Anyone of cartoon watching age in the early 1980s may remember "The New Shmoo." It was an animated series about a white blob reminiscent of a fat bowling pin. The Shmoo worked alongside a group of teenagers to solve crimes. In the series, Shmoo had the unique ability to shift into virtually any shape he wanted. Interestingly, before he was "new," however, Shmoo was already 31Ys old. You see he had initially been created in 1948 for a story line in the comic strip Li'l Abner. Shmoo-mania got so crazy in the 40's that within a year of their introduction, nearly 100 different licensed Schmoo-shaped products were created.
Society's rapid embrace of the original Shmoos, coupled with the ability of the "new Shmoo" to change into almost anything, made us think about the recent decision of regulators in the UK to grant a banking license to a bank that will operate solely through a mobile application. Atom Bank is in the process of creating a low-cost, full-service bank that will initially operate entirely through a mobile banking application and it has just been granted the seal of approval to operate as an official bank.

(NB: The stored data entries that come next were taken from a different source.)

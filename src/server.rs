//! HTTP surface: job submission/control plus the federated command
//! endpoint every party instance exposes.
//!
//! All responses use the `{code, message, data}` envelope. Partial
//! multi-party failures carry the per-party breakdown in `data` rather than
//! collapsing into one boolean.

use std::sync::Arc;

use axum::extract::{Path, State};
use axum::routing::{get, post};
use axum::{Json, Router};
use serde::Deserialize;
use serde_json::{json, Value};
use tracing::info;

use crate::backends::StateBackend;
use crate::controller::PartyController;
use crate::dag::DagSpec;
use crate::federation::{CommandEnvelope, PartyReply};
use crate::scheduler::{JobScheduler, SubmitError};
use crate::transport::CommandHandler;

pub const CODE_OK: i32 = 0;
pub const CODE_BAD_REQUEST: i32 = 100;
pub const CODE_NOT_FOUND: i32 = 101;
pub const CODE_FEDERATED: i32 = 102;
pub const CODE_INTERNAL: i32 = 103;

#[derive(Clone)]
pub struct AppState {
    pub controller: Arc<PartyController>,
    pub scheduler: Arc<JobScheduler>,
    pub backend: Arc<dyn StateBackend>,
}

pub fn router(state: AppState) -> Router {
    Router::new()
        .route("/v1/job/submit", post(submit_job))
        .route("/v1/job/stop", post(stop_job))
        .route("/v1/job/rerun", post(rerun_job))
        .route("/v1/job/{job_id}", get(query_job))
        .route("/v1/federated/command", post(federated_command))
        .with_state(state)
}

fn envelope(code: i32, message: impl Into<String>, data: Value) -> Json<Value> {
    Json(json!({
        "code": code,
        "message": message.into(),
        "data": data,
    }))
}

#[derive(Debug, Deserialize)]
struct SubmitRequest {
    dag: DagSpec,
    #[serde(default)]
    job_id: Option<String>,
}

async fn submit_job(
    State(state): State<AppState>,
    Json(request): Json<SubmitRequest>,
) -> Json<Value> {
    match state.scheduler.submit(request.dag, request.job_id).await {
        Ok(result) => {
            info!(job_id = %result.job_id, "submission accepted");
            envelope(
                CODE_OK,
                "success",
                json!({ "job_id": result.job_id, "status": result.status }),
            )
        }
        Err(SubmitError::Parse(err)) => envelope(CODE_BAD_REQUEST, err.to_string(), Value::Null),
        Err(SubmitError::SchedulerNotParticipating(party)) => envelope(
            CODE_BAD_REQUEST,
            format!("party {party} does not appear in the dag"),
            Value::Null,
        ),
        Err(SubmitError::Create {
            job_id,
            code,
            breakdown,
        }) => envelope(
            CODE_FEDERATED,
            format!("job creation failed with {code}"),
            json!({ "job_id": job_id, "parties": breakdown }),
        ),
        Err(SubmitError::Store(err)) => envelope(CODE_INTERNAL, err.to_string(), Value::Null),
    }
}

#[derive(Debug, Deserialize)]
struct JobRef {
    job_id: String,
}

async fn stop_job(State(state): State<AppState>, Json(request): Json<JobRef>) -> Json<Value> {
    match state.scheduler.stop_job(&request.job_id).await {
        Ok(true) => envelope(CODE_OK, "cancel signal set", Value::Null),
        Ok(false) => envelope(
            CODE_NOT_FOUND,
            "unknown job or cancel already requested",
            Value::Null,
        ),
        Err(err) => envelope(CODE_INTERNAL, err.to_string(), Value::Null),
    }
}

async fn rerun_job(State(state): State<AppState>, Json(request): Json<JobRef>) -> Json<Value> {
    match state.scheduler.rerun_job(&request.job_id).await {
        Ok(true) => envelope(CODE_OK, "rerun signal set", Value::Null),
        Ok(false) => envelope(
            CODE_NOT_FOUND,
            "unknown job or rerun already requested",
            Value::Null,
        ),
        Err(err) => envelope(CODE_INTERNAL, err.to_string(), Value::Null),
    }
}

async fn query_job(State(state): State<AppState>, Path(job_id): Path<String>) -> Json<Value> {
    let job = match state.backend.schedule_job(&job_id).await {
        Ok(Some(job)) => job,
        Ok(None) => return envelope(CODE_NOT_FOUND, "unknown job", Value::Null),
        Err(err) => return envelope(CODE_INTERNAL, err.to_string(), Value::Null),
    };
    let tasks = match state.backend.schedule_task_statuses(&job_id).await {
        Ok(tasks) => tasks,
        Err(err) => return envelope(CODE_INTERNAL, err.to_string(), Value::Null),
    };
    envelope(
        CODE_OK,
        "success",
        json!({
            "job_id": job.job_id,
            "status": job.status,
            "progress": job.progress,
            "created_at": job.created_at,
            "started_at": job.started_at,
            "ended_at": job.ended_at,
            "tasks": tasks
                .iter()
                .map(|task| json!({
                    "task_id": task.task_id,
                    "task_version": task.task_version,
                    "status": task.status,
                    "auto_retries": task.auto_retries,
                }))
                .collect::<Vec<_>>(),
        }),
    )
}

async fn federated_command(
    State(state): State<AppState>,
    Json(envelope): Json<CommandEnvelope>,
) -> Json<PartyReply> {
    Json(
        state
            .controller
            .handle(&envelope.dest, &envelope.command)
            .await,
    )
}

Atom Bank was created by two former bankers eager to capitalize on consumers' ever-increasing use of mobile banking. Though Atom Bank's primary focus is on its mobile banking app which will feature biometric security, as well as the ability for users to open accounts within the app, there are plans for the eventual inclusion of desktop capabilities as well. The new mobile bank, which hopes to launch its application to the general public later this year, already boasts ?25mm in capital. But before it can officially launch to the public, Atom Bank must first raise an additional ?75mm to comply with British regulatory requirements. That task will likely prove significantly easier now that it has a banking license under its belt.
While Atom Bank will operate without physical branches, customers will be able to contact its staff through email, phone and social media. The upstart mobile bank currently employs roughly 100 staff members and plans to add another 60 by the end of this year. Atom Bank's founders have also said customers will be able to make physical deposits and withdrawals through the ATMs of a UK banking chain - the identity of which they have yet to reveal. In addition to mobile pay options, the bank has said it may utilize an online payment service such as Apple Pay to make it easier for customers to pay for online purchases.
One factor almost certainly leading to Atom Bank's ability to secure a banking license is that in 2013, the British government made a concerted effort to encourage greater competition within its banking industry. It has even eased its licensing requirements for prospective banks, including the amount of capital required.
Here in the US, mobile banking is proving equally important to consumers. So, an important question for the US banking industry is whether a purely mobile bank could get licensed as a legitimate bank here. Given the regulatory environment in the US banking industry and the resulting dearth of new banks, it seems unlikely that Atom Bank will see a US counterpart anytime soon.
As community banks do their best to be like Schmoos and shift their shapes to meet the rapidly changing demands of customers and regulators, we are interested as well in what tomorrow brings. It will be interesting to see how it goes with the adoption (or not) of the entirely mobile Atom Bank in the UK so we will track it and report back in a future edition. In the meantime, keep doing what you do as you modify your shape to capture ongoing business.